Como ellos, son muchos los grupos de rap de jóvenes en El Alto. “El movimiento como hip hop, desde el underground ha crecido e influyó en muchos jóvenes para que puedan salir a la calle y mostrar su realidad; que es también un rescate del idioma y de los modismos como ch\'aki o warak’aso”, reconoce Sdenka Suxo, del grupo Arma Letral, una de las pocas mujeres del movimiento. Su compañero Roberto Castañón añade: “La crítica en el hip hop ahora es más constructiva; ya no es un desahogo. Ahora da opciones para mejorar a la sociedad y al individuo”. Y prueba de ello es el tema Talento plasmado de Aldo Espejo: “...Las cosas empeoran cuando escuchas las palabras: por borracho y peleonero en la calle vivirás/ Respiras, te callas y a la calle a beber./ Te sientes tan solo/ el vicio te amarra, por eso te amparas en tu sombra de desgracia, en el hurto, la vagancia./Qué fácil es hablar, criticar a distancia...”. “Hay males como el alcoholismo que no podemos olvidar”, expresa el compositor.
Hay posiciones más radicales.
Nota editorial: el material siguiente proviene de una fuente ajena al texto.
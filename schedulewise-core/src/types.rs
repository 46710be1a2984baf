use std::{fmt, str::FromStr};

use chrono::{Datelike, NaiveDate, NaiveTime};
use serde::{Deserialize, Serialize};

use crate::{Error, Result};

/// Fixed name of the exported calendar file.
pub const EXPORT_FILE_NAME: &str = "ScheduleWise_Courses.ics";

/// MIME type of the exported calendar payload.
pub const EXPORT_MIME_TYPE: &str = "text/calendar";

/// Storage key under which the serialized course collection lives.
pub const STORAGE_KEY: &str = "scheduleWiseCourses";

/// Wire format for date-only values.
pub const DATE_FORMAT: &str = "%Y-%m-%d";

/// Day of the week a course recurs on.
///
/// Ordered Monday-first to match the canonical weekday list of the UI;
/// calendar-grid arithmetic uses Sunday-based indices instead.
#[derive(Debug, Clone, Copy, PartialEq, Eq, Hash, Serialize, Deserialize)]
pub enum Weekday {
    Monday,
    Tuesday,
    Wednesday,
    Thursday,
    Friday,
    Saturday,
    Sunday,
}

impl Weekday {
    /// All weekdays in canonical order.
    pub const ALL: [Weekday; 7] = [
        Weekday::Monday,
        Weekday::Tuesday,
        Weekday::Wednesday,
        Weekday::Thursday,
        Weekday::Friday,
        Weekday::Saturday,
        Weekday::Sunday,
    ];

    /// Full English name.
    pub fn as_str(self) -> &'static str {
        match self {
            Weekday::Monday => "Monday",
            Weekday::Tuesday => "Tuesday",
            Weekday::Wednesday => "Wednesday",
            Weekday::Thursday => "Thursday",
            Weekday::Friday => "Friday",
            Weekday::Saturday => "Saturday",
            Weekday::Sunday => "Sunday",
        }
    }

    /// RFC 5545 BYDAY code.
    pub fn byday_code(self) -> &'static str {
        match self {
            Weekday::Monday => "MO",
            Weekday::Tuesday => "TU",
            Weekday::Wednesday => "WE",
            Weekday::Thursday => "TH",
            Weekday::Friday => "FR",
            Weekday::Saturday => "SA",
            Weekday::Sunday => "SU",
        }
    }

    /// Index with 0=Sunday..6=Saturday, the layout used by the month grid.
    pub fn num_from_sunday(self) -> u32 {
        match self {
            Weekday::Sunday => 0,
            Weekday::Monday => 1,
            Weekday::Tuesday => 2,
            Weekday::Wednesday => 3,
            Weekday::Thursday => 4,
            Weekday::Friday => 5,
            Weekday::Saturday => 6,
        }
    }

    /// Looks up a full weekday name (exact match).
    pub fn from_name(name: &str) -> Option<Self> {
        Self::ALL.into_iter().find(|d| d.as_str() == name)
    }

    /// Looks up a three-letter abbreviation (Mon, Tue, ...), case-insensitive.
    pub fn from_short(short: &str) -> Option<Self> {
        Self::ALL
            .into_iter()
            .find(|d| d.as_str()[..3].eq_ignore_ascii_case(short))
    }

    pub fn to_chrono(self) -> chrono::Weekday {
        match self {
            Weekday::Monday => chrono::Weekday::Mon,
            Weekday::Tuesday => chrono::Weekday::Tue,
            Weekday::Wednesday => chrono::Weekday::Wed,
            Weekday::Thursday => chrono::Weekday::Thu,
            Weekday::Friday => chrono::Weekday::Fri,
            Weekday::Saturday => chrono::Weekday::Sat,
            Weekday::Sunday => chrono::Weekday::Sun,
        }
    }
}

impl fmt::Display for Weekday {
    fn fmt(&self, f: &mut fmt::Formatter<'_>) -> fmt::Result {
        f.write_str(self.as_str())
    }
}

impl FromStr for Weekday {
    type Err = Error;

    /// Accepts either the full name or the three-letter abbreviation, any case.
    fn from_str(s: &str) -> Result<Self> {
        Self::ALL
            .into_iter()
            .find(|d| d.as_str().eq_ignore_ascii_case(s))
            .or_else(|| {
                if s.len() == 3 {
                    Self::from_short(s)
                } else {
                    None
                }
            })
            .ok_or_else(|| Error::Validation(format!("Invalid weekday '{s}'")))
    }
}

/// AM/PM half of a 12-hour clock time.
#[derive(Debug, Clone, Copy, PartialEq, Eq, Serialize, Deserialize)]
pub enum Meridiem {
    #[serde(rename = "AM")]
    Am,
    #[serde(rename = "PM")]
    Pm,
}

impl Meridiem {
    pub fn as_str(self) -> &'static str {
        match self {
            Meridiem::Am => "AM",
            Meridiem::Pm => "PM",
        }
    }
}

impl fmt::Display for Meridiem {
    fn fmt(&self, f: &mut fmt::Formatter<'_>) -> fmt::Result {
        f.write_str(self.as_str())
    }
}

impl FromStr for Meridiem {
    type Err = Error;

    fn from_str(s: &str) -> Result<Self> {
        if s.eq_ignore_ascii_case("AM") {
            Ok(Meridiem::Am)
        } else if s.eq_ignore_ascii_case("PM") {
            Ok(Meridiem::Pm)
        } else {
            Err(Error::Validation(format!(
                "Invalid AM/PM value '{s}'. Expected AM or PM"
            )))
        }
    }
}

/// A single weekly-recurring course, the sole persisted entity.
#[derive(Debug, Clone, Serialize, Deserialize)]
#[serde(rename_all = "camelCase")]
pub struct Course {
    /// Opaque unique identifier, assigned at creation.
    pub id: String,
    /// Display title, non-empty.
    pub title: String,
    /// The single day of the week on which the course recurs.
    pub weekday: Weekday,
    /// First day of the recurrence range (inclusive).
    pub start_date: NaiveDate,
    /// Last day of the recurrence range (inclusive); never before `start_date`.
    pub end_date: NaiveDate,
    /// Start of each occurrence, 24-hour "HH:MM".
    pub start_time: String,
    /// Length of each occurrence in hours; may be fractional.
    pub duration: f64,
    /// Free-text location; may be empty.
    pub location: String,
    /// Lecturer name; may be empty.
    pub description: String,
    /// Dates on which the course does not take place, ascending, no duplicates.
    #[serde(default)]
    pub excluded_dates: Vec<NaiveDate>,
}

impl Course {
    /// Creates a fresh opaque course id.
    pub fn new_id() -> String {
        uuid::Uuid::new_v4().to_string()
    }

    /// Parses the stored 24-hour start time into a time of day.
    pub fn start_time_of_day(&self) -> Result<NaiveTime> {
        Ok(NaiveTime::parse_from_str(&self.start_time, "%H:%M")?)
    }

    /// Inserts an excluded date, keeping the list sorted and deduplicated.
    ///
    /// Returns `false` if the date was already excluded.
    pub fn add_excluded_date(&mut self, date: NaiveDate) -> bool {
        match self.excluded_dates.binary_search(&date) {
            Ok(_) => false,
            Err(pos) => {
                self.excluded_dates.insert(pos, date);
                true
            }
        }
    }

    /// True when `date` falls on this course's weekday.
    pub fn matches_weekday(&self, date: NaiveDate) -> bool {
        date.weekday() == self.weekday.to_chrono()
    }
}

/// Options controlling ICS serialization.
#[derive(Debug, Clone, Serialize, Deserialize)]
pub struct ExportOptions {
    /// Calendar display name (X-WR-CALNAME).
    pub calendar_name: Option<String>,
    /// Whether DESCRIPTION lines carry the lecturer name.
    pub include_lecturer: bool,
    /// Display-reminder lead time before each occurrence.
    pub reminder_minutes: Option<u32>,
}

impl Default for ExportOptions {
    fn default() -> Self {
        Self {
            calendar_name: Some("ScheduleWise Calendar".to_string()),
            include_lecturer: true,
            reminder_minutes: Some(10),
        }
    }
}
Para Abraham Bojorquez, el hip hop es un arma de lucha: “Hoy en día nos balean por la Tv y el internet te ponen un modelito ajeno; pero en El Alto la realidad es otra, por eso yo he querido agarrar el estilo hip hop pero dándole la vuelta con su propio juego y cantando en aymara contra el sistema”.
La consigna es dejar salir una voz muchas veces ignorada: “Hay corrientes, pero en general las canciones de los alteños jóvenes refieren a una reivindicación indígena, de denuncia y de identidad, a partir de la lengua. Algunos ponen énfasis en la reivindicación política y otros en la social y en la discriminación que sienten”, analiza Santos Callejas y asegura que el movimiento halla sus propios circuitos de difusión. “Antes sólo estaba la Wayna Tambo para grabar; ahora los chicos hacen sus “demos y organizan conciertos”.
“Si hay una inspiración es la vida misma. Yo he tenido que irme al extranjero; he trabajado desde chiquito; he dormido a la calle. No me quejo, pero esto no está bien”. Otra vez, la certeza le llega a Abraham con rima y ritmo de altísimo hip hop: Nosotros, los alteños, tenemos orgullo. “Chekea, mirame: rayate con mi raza y vas a ver”.
OCTUBRE
“Cuando ha caído el Goni, salíamos a bloquear con nuestros viejos; nos han gasificado harto; ahí me he dicho: cómo pues”, opina Guzmán Apaza (20) de los Rimadores. “Entonces he cambiado mis letras; porque los alteños vamos a estar siempre de pie”.
“Después de octubre, hay un cambio en El Alto y en Bolivia: hay una valoración y un orgullo de ser aymara y ser alteños, asegura Santos Callejas.